* Work required: Beginning with the first line, transcribe the entries below exactly through the line containing "store's numeric encoding.", inclusive.

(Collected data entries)
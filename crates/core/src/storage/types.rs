use std::collections::HashMap;

use super::keys::{
    ATTR_CATEGORY, ATTR_SORT_KEY, ATTR_STORE_ID, ATTR_WEEK, CATEGORY_INDEX, WEEK_INDEX,
};

/// A stored item: a flat map of attribute name to string value.
///
/// Decimals and dates are kept as strings so no precision is lost in the
/// store's numeric encoding.
pub type StorageItem = HashMap<String, String>;

/// Primary key of a stored item.
#[derive(Debug, Clone, PartialEq, Eq, Hash, PartialOrd, Ord)]
pub struct ItemKey {
    /// Partition key value ([`ATTR_STORE_ID`]).
    pub partition: String,
    /// Sort key value ([`ATTR_SORT_KEY`]).
    pub sort: String,
}

impl ItemKey {
    pub fn new(partition: impl Into<String>, sort: impl Into<String>) -> Self {
        Self {
            partition: partition.into(),
            sort: sort.into(),
        }
    }

    /// Extracts the primary key attributes of an item.
    ///
    /// Returns `None` when either attribute is missing.
    pub fn from_item(item: &StorageItem) -> Option<Self> {
        Some(Self {
            partition: item.get(ATTR_STORE_ID)?.clone(),
            sort: item.get(ATTR_SORT_KEY)?.clone(),
        })
    }

    /// The key as a two-attribute item, as used for page cursors.
    pub fn to_item(&self) -> StorageItem {
        HashMap::from([
            (ATTR_STORE_ID.to_string(), self.partition.clone()),
            (ATTR_SORT_KEY.to_string(), self.sort.clone()),
        ])
    }
}

/// Index a partition query runs against.
#[derive(Debug, Clone, Copy, PartialEq, Eq)]
pub enum IndexName {
    /// The table's own primary key (partitioned by store).
    Primary,
    /// GSI partitioned by week. Eventually consistent.
    ByWeek,
    /// GSI partitioned by supply category. Eventually consistent.
    ByCategory,
}

impl IndexName {
    /// The GSI name, or `None` for the primary index.
    pub fn index_name(self) -> Option<&'static str> {
        match self {
            IndexName::Primary => None,
            IndexName::ByWeek => Some(WEEK_INDEX),
            IndexName::ByCategory => Some(CATEGORY_INDEX),
        }
    }

    /// Attribute the index is partitioned on.
    pub fn partition_attribute(self) -> &'static str {
        match self {
            IndexName::Primary => ATTR_STORE_ID,
            IndexName::ByWeek => ATTR_WEEK,
            IndexName::ByCategory => ATTR_CATEGORY,
        }
    }
}

/// What a paged read covers.
#[derive(Debug, Clone, PartialEq, Eq)]
pub enum QueryTarget {
    /// Every item in the table.
    Scan,
    /// Items whose partition attribute on `index` equals `value`.
    Partition { index: IndexName, value: String },
}

impl QueryTarget {
    pub fn partition(index: IndexName, value: impl Into<String>) -> Self {
        Self::Partition {
            index,
            value: value.into(),
        }
    }

    /// Whether a stored item belongs to this target.
    pub fn matches(&self, item: &StorageItem) -> bool {
        match self {
            QueryTarget::Scan => true,
            QueryTarget::Partition { index, value } => {
                item.get(index.partition_attribute()) == Some(value)
            }
        }
    }
}

/// Opaque continuation token returned by a store with a partial page.
///
/// Holds the key attributes of the last item read, like DynamoDB's
/// `LastEvaluatedKey`.
#[derive(Debug, Clone, PartialEq, Eq)]
pub struct PageCursor(pub StorageItem);

impl PageCursor {
    pub fn from_key(key: &ItemKey) -> Self {
        Self(key.to_item())
    }

    /// The primary key the cursor points at, if it carries one.
    pub fn item_key(&self) -> Option<ItemKey> {
        ItemKey::from_item(&self.0)
    }
}

/// A single page read.
#[derive(Debug, Clone, PartialEq, Eq)]
pub struct PageRequest {
    pub target: QueryTarget,
    /// Continue after this cursor; `None` reads the first page.
    pub cursor: Option<PageCursor>,
}

impl PageRequest {
    pub fn first(target: QueryTarget) -> Self {
        Self {
            target,
            cursor: None,
        }
    }
}

/// One page of results.
#[derive(Debug, Clone, Default, PartialEq, Eq)]
pub struct Page {
    pub items: Vec<StorageItem>,
    /// Present when more items may follow.
    pub next: Option<PageCursor>,
}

* Response:
filename crates/core/src/storage/types.rs
use std::collections::HashMap;

use super::keys::{
    ATTR_CATEGORY, ATTR_SORT_KEY, ATTR_STORE_ID, ATTR_WEEK, CATEGORY_INDEX, WEEK_INDEX,
};

/// A stored item: a flat map of attribute name to string value.
///
/// Decimals and dates are kept as strings so no precision is lost in the
/// store's numeric encoding.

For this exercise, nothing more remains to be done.